Between the line containing "pub use envelope::OutputUrls;" and the line containing "pub use identifiers::TemplateKey;" lies a run of lines; give that run again exactly, with both of those lines, and nothing else from the entries below.

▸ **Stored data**

________________________________________

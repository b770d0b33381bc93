// Common types shared across the scheduler

pub mod entity_ids;
pub mod id;

pub use entity_ids::*;
pub use id::Id;
#[async_trait]
impl AccountPool for PostgresTaskStore {
    async fn sync_accounts(&self, ids: &[String], now: DateTime<Utc>) -> Result<()> {
        sqlx::query(
            r#"
            INSERT INTO scrape_accounts (id, available, created_at)
            SELECT account_id, true, $2 FROM UNNEST($1::text[]) AS account_id
            ON CONFLICT (id) DO NOTHING
            "#,
        )
        .bind(ids)
        .bind(now)
        .execute(&self.pool)
        .await?;

        Ok(())
    }

    async fn lease(&self, now: DateTime<Utc>) -> Result<Option<Account>> {
        let account = sqlx::query_as::<_, Account>(concat!(
            r#"
            UPDATE scrape_accounts
            SET available = false, leased_to = NULL, last_leased_at = $1
            WHERE id = (
                SELECT id FROM scrape_accounts
                WHERE available
                ORDER BY last_leased_at ASC NULLS FIRST, id
                LIMIT 1
                FOR UPDATE SKIP LOCKED
            )
            RETURNING "#,
            account_columns!()
        ))
        .bind(now)
        .fetch_optional(&self.pool)
        .await?;

        Ok(account)
    }

    async fn release(&self, account_id: &str) -> Result<bool> {
        let mut tx = self.pool.begin().await?;

        // Locking the account first waits out an in-progress claim, so the
        // task lookup below sees the holder that claim committed.
        let account = sqlx::query_as::<_, Account>(concat!(
            "SELECT ",
            account_columns!(),
            " FROM scrape_accounts WHERE id = $1 FOR UPDATE"
        ))
        .bind(account_id)
        .fetch_optional(&mut *tx)
        .await?;

        let Some(account) = account.filter(|a| !a.available) else {
            tx.rollback().await?;
            return Ok(false);
        };

        if let Some(holder) = account.leased_to {
            let running = sqlx::query_scalar::<_, bool>(
                "SELECT EXISTS (SELECT 1 FROM scrape_tasks WHERE id = $1 AND status = 'running')",
            )
            .bind(holder)
            .fetch_one(&mut *tx)
            .await?;

            if running {
                tx.rollback().await?;
                debug!(account_id, task_id = %holder, "release ignored; lease held by running task");
                return Ok(false);
            }
        }

        Self::release_account_in(&mut tx, Some(account_id)).await?;
        tx.commit().await?;
        Ok(true)
    }

    async fn list_accounts(&self) -> Result<Vec<Account>> {
        let accounts = sqlx::query_as::<_, Account>(concat!(
            "SELECT ",
            account_columns!(),
            " FROM scrape_accounts ORDER BY id"
        ))
        .fetch_all(&self.pool)
        .await?;

        Ok(accounts)
    }

    async fn account_counts(&self) -> Result<AccountCounts> {
        let (total, available, unattached) = sqlx::query_as::<_, (i64, i64, i64)>(
            r#"
            SELECT
                COUNT(*),
                COUNT(*) FILTER (WHERE available),
                COUNT(*) FILTER (WHERE NOT available AND leased_to IS NULL)
            FROM scrape_accounts
            "#,
        )
        .fetch_one(&self.pool)
        .await?;

        Ok(AccountCounts {
            total,
            available,
            leased: total - available,
            unattached,
        })
    }
}
//! Typed ID definitions for scheduler entities.

pub use super::id::Id;

// ============================================================================
// Entity marker types
// ============================================================================

/// Marker type for scrape tasks.
pub struct ScrapeTask;

/// Marker type for scrape targets (social profiles).
pub struct ScrapeTarget;

// ============================================================================
// Type aliases - the primary API
// ============================================================================

/// Typed ID for scrape tasks.
pub type TaskId = Id<ScrapeTask>;

/// Typed ID for the entity a task scrapes.
pub type TargetId = Id<ScrapeTarget>;
// ============================================================================
// SECTION: Constants
// ============================================================================

/// Default configuration filename when no path is specified.
const DEFAULT_CONFIG_NAME: &str = "framepress.toml";
/// Environment variable used to override the config path.
pub const CONFIG_ENV_VAR: &str = "FRAMEPRESS_CONFIG";
/// Environment variable overriding the bind address.
pub const BIND_ENV_VAR: &str = "FRAMEPRESS_BIND";
/// Environment variable overriding the public base URL.
pub const PUBLIC_BASE_URL_ENV_VAR: &str = "FRAMEPRESS_PUBLIC_BASE_URL";
/// Environment variable overriding the data directory.
pub const DATA_DIR_ENV_VAR: &str = "FRAMEPRESS_DATA_DIR";
/// Environment variable overriding the template cache root.
pub const CACHE_ROOT_ENV_VAR: &str = "FRAMEPRESS_CACHE_ROOT";
/// Environment variable overriding the download connect timeout.
pub const CONNECT_TIMEOUT_ENV_VAR: &str = "FRAMEPRESS_CONNECT_TIMEOUT_MS";
/// Environment variable overriding the download read timeout.
pub const READ_TIMEOUT_ENV_VAR: &str = "FRAMEPRESS_READ_TIMEOUT_MS";
/// Maximum configuration file size in bytes.
pub(crate) const MAX_CONFIG_FILE_SIZE: u64 = 1024 * 1024;
/// Minimum allowed download connect timeout in milliseconds.
pub(crate) const MIN_CONNECT_TIMEOUT_MS: u64 = 100;
/// Maximum allowed download connect timeout in milliseconds.
pub(crate) const MAX_CONNECT_TIMEOUT_MS: u64 = 60_000;
/// Minimum allowed download read timeout in milliseconds.
pub(crate) const MIN_READ_TIMEOUT_MS: u64 = 1_000;
/// Maximum allowed download read timeout in milliseconds.
pub(crate) const MAX_READ_TIMEOUT_MS: u64 = 300_000;
/// Default bind address.
const DEFAULT_BIND: &str = "127.0.0.1:9002";
/// Default public base URL.
const DEFAULT_PUBLIC_BASE_URL: &str = "http://localhost:9002";
/// Default data directory.
const DEFAULT_DATA_DIR: &str = "./data";
/// Default template cache subdirectory under the data directory.
const DEFAULT_CACHE_SUBDIR: &str = "_templates";
/// Default download connect timeout in milliseconds.
const DEFAULT_CONNECT_TIMEOUT_MS: u64 = 5_000;
/// Default download read timeout in milliseconds.
const DEFAULT_READ_TIMEOUT_MS: u64 = 30_000;
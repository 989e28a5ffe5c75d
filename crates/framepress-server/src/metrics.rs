// crates/framepress-server/src/metrics.rs
// ============================================================================
// Module: Pipeline Metrics
// Description: Observability hooks for pipeline outcomes.
// Purpose: Provide metric events without hard exporter dependencies.
// Dependencies: framepress-core
// ============================================================================

//! ## Overview
//! A thin metrics seam for pipeline counters and latency. Deployments can
//! plug in their exporter of choice without touching the orchestrator; the
//! default implementation drops every event.

// ============================================================================
// SECTION: Imports
// ============================================================================

use std::time::Duration;

use framepress_core::ErrorCode;
use framepress_core::StageName;

// ============================================================================
// SECTION: Metric Events
// ============================================================================

/// Pipeline outcome classification.
///
/// # Invariants
/// - Variants are stable for telemetry labeling.
#[derive(Debug, Clone, Copy, PartialEq, Eq)]
pub enum PipelineOutcome {
    /// Job succeeded.
    Ok,
    /// Job failed.
    Error,
}

impl PipelineOutcome {
    /// Returns a stable label for the outcome.
    #[must_use]
    pub const fn as_str(self) -> &'static str {
        match self {
            Self::Ok => "ok",
            Self::Error => "error",
        }
    }
}

/// One processed job, as seen by metrics.
#[derive(Debug, Clone)]
pub struct PipelineMetricEvent {
    /// Job outcome.
    pub outcome: PipelineOutcome,
    /// Wire error code on failure.
    pub error_code: Option<ErrorCode>,
    /// Stage that failed, when known.
    pub failed_stage: Option<StageName>,
    /// Total job duration.
    pub duration: Duration,
}

// ============================================================================
// SECTION: Metrics Sink
// ============================================================================

/// Metrics sink for pipeline events.
pub trait PipelineMetrics: Send + Sync {
    /// Records one processed job.
    fn record(&self, event: &PipelineMetricEvent);
}

/// Metrics sink that drops every event.
#[derive(Debug, Default)]
pub struct NoopMetrics;

impl PipelineMetrics for NoopMetrics {
    fn record(&self, _event: &PipelineMetricEvent) {}
}
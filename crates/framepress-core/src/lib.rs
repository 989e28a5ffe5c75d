// crates/framepress-core/src/lib.rs
// ============================================================================
// Module: Framepress Core Library
// Description: Core types for the Framepress composition pipeline.
// Purpose: Provide identifiers, hashing, the error taxonomy, the response
//          envelope, the manifest model, and the output-store interface.
// Dependencies: serde, serde_json, sha2, thiserror
// ============================================================================

//! ## Overview
//! Framepress composes a final image from a raw photograph and a versioned,
//! remotely hosted template package. This crate holds the types every other
//! Framepress crate agrees on:
//! - strongly typed identifiers ([`TemplateKey`], [`JobId`]),
//! - SHA-256 helpers with stable lowercase-hex encoding,
//! - the closed error taxonomy ([`ErrorCode`]) and response envelope
//!   ([`JobResult`]),
//! - the manifest model and its lift into an absolute-path [`RuntimeSpec`],
//! - the [`OutputStore`] seam used to persist rendered outputs.
//!
//! Invariants:
//! - [`ErrorCode`] is closed; every failure a client can observe is one of
//!   its variants with a fixed retryability.
//! - A [`RuntimeSpec`] references only absolute paths.
//!
//! Security posture: manifests and template packages are untrusted input;
//! see `Docs/security/threat_model.md`.

// ============================================================================
// SECTION: Modules
// ============================================================================

pub mod envelope;
pub mod error;
pub mod hashing;
pub mod identifiers;
pub mod manifest;
pub mod store;

// ============================================================================
// SECTION: Re-Exports
// ============================================================================

pub use envelope::JobFailure;
pub use envelope::JobResult;
pub use envelope::JobSuccess;
pub use envelope::Note;
pub use envelope::OutputUrls;
pub use envelope::StepTiming;
pub use envelope::TemplateRef;
pub use envelope::Timing;
pub use error::ErrorBody;
pub use error::ErrorCode;
pub use error::StageName;
pub use identifiers::ChecksumSha256;
pub use identifiers::JobId;
pub use identifiers::KeyError;
pub use identifiers::TemplateCode;
pub use identifiers::TemplateKey;
pub use identifiers::VersionSemver;
pub use manifest::BackgroundSpec;
pub use manifest::FitMode;
pub use manifest::ManifestDoc;
pub use manifest::ManifestError;
pub use manifest::OutputSpec;
pub use manifest::PhotoLayer;
pub use manifest::PhotoSource;
pub use manifest::RuntimeSpec;
pub use manifest::StickerLayer;
pub use manifest::load_manifest;
pub use manifest::to_runtime_spec;
pub use manifest::validate_assets;
pub use manifest::validate_manifest;
pub use store::OutputKind;
pub use store::OutputStore;
pub use store::StoreError;
pub use store::StoredOutput;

________________________________________

▸ **WRITTEN ANSWER**
pub use envelope::OutputUrls;
pub use envelope::StepTiming;
pub use envelope::TemplateRef;
pub use envelope::Timing;
pub use error::ErrorBody;
pub use error::ErrorCode;
pub use error::StageName;
pub use identifiers::ChecksumSha256;
pub use identifiers::JobId;
pub use identifiers::KeyError;
pub use identifiers::TemplateCode;
pub use identifiers::TemplateKey;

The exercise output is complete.